Instructions for the task:
Give only the number of lines in the data that contain the word "execute".

Record extracts:
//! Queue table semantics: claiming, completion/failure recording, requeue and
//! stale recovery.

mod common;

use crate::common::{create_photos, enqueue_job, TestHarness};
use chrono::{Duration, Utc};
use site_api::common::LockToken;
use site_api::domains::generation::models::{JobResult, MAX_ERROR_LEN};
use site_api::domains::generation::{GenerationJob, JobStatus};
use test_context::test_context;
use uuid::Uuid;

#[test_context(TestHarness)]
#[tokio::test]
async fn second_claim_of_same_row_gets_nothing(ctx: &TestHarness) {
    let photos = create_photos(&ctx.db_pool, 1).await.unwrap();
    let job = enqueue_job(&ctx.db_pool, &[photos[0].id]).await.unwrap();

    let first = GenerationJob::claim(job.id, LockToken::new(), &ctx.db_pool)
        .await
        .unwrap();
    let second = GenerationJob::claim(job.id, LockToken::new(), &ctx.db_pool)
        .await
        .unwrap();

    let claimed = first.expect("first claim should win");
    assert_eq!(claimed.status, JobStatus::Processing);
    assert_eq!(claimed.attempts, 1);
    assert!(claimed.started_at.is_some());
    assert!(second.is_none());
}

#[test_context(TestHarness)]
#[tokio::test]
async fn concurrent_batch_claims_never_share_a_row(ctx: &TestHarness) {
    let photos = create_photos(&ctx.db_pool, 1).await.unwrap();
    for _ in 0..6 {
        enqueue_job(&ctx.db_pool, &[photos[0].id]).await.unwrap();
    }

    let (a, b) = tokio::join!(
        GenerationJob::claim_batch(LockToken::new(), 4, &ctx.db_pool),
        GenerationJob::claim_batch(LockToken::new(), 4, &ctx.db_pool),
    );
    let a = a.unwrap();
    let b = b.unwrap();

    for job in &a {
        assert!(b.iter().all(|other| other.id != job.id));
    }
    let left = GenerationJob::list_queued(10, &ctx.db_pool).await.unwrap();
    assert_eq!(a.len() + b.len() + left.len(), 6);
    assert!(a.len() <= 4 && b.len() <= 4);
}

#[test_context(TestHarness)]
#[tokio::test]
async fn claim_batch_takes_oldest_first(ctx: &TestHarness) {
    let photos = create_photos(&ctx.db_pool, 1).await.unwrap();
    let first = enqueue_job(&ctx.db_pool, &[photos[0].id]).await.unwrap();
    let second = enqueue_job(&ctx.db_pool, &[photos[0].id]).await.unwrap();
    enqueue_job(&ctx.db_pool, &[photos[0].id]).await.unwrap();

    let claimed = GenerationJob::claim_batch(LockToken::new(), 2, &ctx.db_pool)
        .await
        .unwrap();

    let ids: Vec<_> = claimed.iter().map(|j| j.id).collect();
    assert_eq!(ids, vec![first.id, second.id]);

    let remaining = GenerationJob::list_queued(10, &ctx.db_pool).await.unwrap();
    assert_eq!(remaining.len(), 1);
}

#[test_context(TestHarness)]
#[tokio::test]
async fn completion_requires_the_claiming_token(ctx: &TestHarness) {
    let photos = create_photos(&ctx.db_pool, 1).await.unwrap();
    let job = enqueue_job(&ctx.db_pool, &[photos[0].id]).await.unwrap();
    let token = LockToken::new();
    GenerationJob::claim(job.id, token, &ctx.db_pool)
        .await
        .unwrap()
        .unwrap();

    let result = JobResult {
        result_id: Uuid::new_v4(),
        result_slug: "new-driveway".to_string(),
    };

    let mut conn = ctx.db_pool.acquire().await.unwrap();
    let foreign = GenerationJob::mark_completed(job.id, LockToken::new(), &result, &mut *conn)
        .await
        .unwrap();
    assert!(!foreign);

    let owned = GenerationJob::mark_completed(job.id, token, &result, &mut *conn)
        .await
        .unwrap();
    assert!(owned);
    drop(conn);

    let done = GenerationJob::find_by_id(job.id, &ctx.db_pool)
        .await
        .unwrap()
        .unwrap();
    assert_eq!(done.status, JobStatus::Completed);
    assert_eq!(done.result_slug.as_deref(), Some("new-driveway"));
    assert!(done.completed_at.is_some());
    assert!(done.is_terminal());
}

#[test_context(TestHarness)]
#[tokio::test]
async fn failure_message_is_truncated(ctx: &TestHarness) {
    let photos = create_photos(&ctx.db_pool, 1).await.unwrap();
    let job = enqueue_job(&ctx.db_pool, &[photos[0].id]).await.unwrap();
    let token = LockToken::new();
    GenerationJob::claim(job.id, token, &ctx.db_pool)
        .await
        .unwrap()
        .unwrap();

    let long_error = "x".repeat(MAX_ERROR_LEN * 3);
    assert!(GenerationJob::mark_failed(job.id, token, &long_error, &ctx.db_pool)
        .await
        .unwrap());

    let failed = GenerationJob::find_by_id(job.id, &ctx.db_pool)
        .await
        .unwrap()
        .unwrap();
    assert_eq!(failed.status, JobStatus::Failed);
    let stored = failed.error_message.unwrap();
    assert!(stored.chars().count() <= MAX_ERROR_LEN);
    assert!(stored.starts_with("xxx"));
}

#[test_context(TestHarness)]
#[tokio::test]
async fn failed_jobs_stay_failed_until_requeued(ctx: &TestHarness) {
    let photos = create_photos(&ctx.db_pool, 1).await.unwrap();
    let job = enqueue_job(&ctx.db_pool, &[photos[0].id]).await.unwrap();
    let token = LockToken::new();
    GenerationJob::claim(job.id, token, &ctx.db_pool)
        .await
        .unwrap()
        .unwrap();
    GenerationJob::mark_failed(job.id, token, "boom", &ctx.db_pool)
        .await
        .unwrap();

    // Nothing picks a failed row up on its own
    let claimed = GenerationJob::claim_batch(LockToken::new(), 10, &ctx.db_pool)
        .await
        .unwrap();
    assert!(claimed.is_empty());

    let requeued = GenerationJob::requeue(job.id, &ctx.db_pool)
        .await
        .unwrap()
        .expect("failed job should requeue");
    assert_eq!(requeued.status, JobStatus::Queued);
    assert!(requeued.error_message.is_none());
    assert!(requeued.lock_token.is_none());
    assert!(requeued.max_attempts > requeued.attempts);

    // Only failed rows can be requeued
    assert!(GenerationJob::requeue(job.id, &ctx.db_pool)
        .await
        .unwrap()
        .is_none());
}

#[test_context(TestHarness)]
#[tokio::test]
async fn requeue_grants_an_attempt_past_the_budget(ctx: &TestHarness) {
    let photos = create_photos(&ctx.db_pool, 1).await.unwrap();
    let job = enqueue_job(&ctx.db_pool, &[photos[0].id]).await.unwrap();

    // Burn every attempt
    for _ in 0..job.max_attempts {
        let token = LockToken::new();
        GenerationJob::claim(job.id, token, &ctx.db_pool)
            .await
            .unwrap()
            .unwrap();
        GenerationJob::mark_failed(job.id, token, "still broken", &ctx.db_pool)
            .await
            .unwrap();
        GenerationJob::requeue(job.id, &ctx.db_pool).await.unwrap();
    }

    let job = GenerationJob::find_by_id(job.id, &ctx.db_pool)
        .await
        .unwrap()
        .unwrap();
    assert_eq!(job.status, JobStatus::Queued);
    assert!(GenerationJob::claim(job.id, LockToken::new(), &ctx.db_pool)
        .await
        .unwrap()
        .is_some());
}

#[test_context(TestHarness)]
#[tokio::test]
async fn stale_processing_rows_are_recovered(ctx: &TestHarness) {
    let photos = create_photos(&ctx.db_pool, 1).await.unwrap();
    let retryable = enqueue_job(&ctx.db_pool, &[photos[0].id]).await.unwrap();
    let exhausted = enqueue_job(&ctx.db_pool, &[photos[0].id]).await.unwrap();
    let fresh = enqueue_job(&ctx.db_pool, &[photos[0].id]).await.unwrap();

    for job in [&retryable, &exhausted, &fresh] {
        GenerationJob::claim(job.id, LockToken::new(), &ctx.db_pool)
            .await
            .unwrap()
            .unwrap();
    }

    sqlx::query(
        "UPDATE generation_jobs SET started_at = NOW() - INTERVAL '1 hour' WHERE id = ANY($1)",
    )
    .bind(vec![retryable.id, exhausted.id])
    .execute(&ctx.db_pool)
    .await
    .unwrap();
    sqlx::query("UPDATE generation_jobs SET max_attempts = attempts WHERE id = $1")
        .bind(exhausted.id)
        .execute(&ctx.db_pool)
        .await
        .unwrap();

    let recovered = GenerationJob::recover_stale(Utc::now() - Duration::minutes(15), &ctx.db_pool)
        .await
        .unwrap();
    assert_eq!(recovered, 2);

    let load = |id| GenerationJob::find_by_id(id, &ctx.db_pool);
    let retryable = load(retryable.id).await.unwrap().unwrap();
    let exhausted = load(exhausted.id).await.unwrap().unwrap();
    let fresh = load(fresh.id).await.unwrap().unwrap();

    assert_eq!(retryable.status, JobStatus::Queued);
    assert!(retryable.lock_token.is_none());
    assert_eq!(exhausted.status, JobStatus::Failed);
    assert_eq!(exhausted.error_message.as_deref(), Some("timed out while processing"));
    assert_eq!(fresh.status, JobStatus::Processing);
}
---
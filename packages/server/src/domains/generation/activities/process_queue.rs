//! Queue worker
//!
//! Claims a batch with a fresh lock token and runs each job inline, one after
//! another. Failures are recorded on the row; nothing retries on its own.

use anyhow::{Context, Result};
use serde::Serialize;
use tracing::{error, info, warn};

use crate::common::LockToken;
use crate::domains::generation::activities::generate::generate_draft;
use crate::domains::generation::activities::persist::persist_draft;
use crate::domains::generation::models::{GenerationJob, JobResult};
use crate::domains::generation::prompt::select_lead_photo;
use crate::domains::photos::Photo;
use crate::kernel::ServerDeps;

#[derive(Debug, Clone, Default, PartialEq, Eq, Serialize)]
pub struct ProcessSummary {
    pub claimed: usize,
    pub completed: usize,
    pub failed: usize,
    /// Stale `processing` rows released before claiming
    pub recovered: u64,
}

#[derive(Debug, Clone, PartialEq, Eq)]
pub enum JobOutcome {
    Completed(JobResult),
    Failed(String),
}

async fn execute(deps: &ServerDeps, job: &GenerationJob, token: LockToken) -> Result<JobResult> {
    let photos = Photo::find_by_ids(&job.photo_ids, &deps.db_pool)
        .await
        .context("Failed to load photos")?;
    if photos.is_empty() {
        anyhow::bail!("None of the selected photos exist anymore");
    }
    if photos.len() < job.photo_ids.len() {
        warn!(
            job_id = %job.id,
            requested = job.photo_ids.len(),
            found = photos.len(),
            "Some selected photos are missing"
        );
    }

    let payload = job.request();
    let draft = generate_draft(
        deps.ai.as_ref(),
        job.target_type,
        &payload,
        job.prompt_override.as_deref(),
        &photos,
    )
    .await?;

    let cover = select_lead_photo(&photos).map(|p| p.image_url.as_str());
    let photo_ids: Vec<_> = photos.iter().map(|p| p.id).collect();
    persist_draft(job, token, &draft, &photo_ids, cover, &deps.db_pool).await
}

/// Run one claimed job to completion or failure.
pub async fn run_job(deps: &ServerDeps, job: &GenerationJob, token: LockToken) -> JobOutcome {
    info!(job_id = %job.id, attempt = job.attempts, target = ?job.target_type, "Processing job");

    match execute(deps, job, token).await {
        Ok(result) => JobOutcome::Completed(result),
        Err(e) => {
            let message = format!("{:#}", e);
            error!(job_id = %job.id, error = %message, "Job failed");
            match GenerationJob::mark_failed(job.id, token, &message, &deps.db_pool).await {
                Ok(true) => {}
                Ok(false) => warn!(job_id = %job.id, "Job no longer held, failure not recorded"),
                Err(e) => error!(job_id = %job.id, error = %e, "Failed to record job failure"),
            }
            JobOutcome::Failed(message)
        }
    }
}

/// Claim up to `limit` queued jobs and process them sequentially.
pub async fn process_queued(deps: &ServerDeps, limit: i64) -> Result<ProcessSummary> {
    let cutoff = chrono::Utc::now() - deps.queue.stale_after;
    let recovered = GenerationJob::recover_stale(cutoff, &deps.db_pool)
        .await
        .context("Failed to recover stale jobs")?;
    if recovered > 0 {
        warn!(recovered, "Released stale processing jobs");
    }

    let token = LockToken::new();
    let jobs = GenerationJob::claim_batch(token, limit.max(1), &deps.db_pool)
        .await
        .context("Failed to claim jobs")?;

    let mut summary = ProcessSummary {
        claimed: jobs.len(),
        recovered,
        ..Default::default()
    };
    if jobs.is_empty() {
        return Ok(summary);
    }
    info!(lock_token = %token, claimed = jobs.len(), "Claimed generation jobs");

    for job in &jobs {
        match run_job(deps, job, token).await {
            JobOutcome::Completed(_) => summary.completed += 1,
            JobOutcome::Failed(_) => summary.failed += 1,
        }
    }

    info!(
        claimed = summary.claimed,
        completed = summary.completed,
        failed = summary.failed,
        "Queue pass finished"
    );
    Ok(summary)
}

Result:
4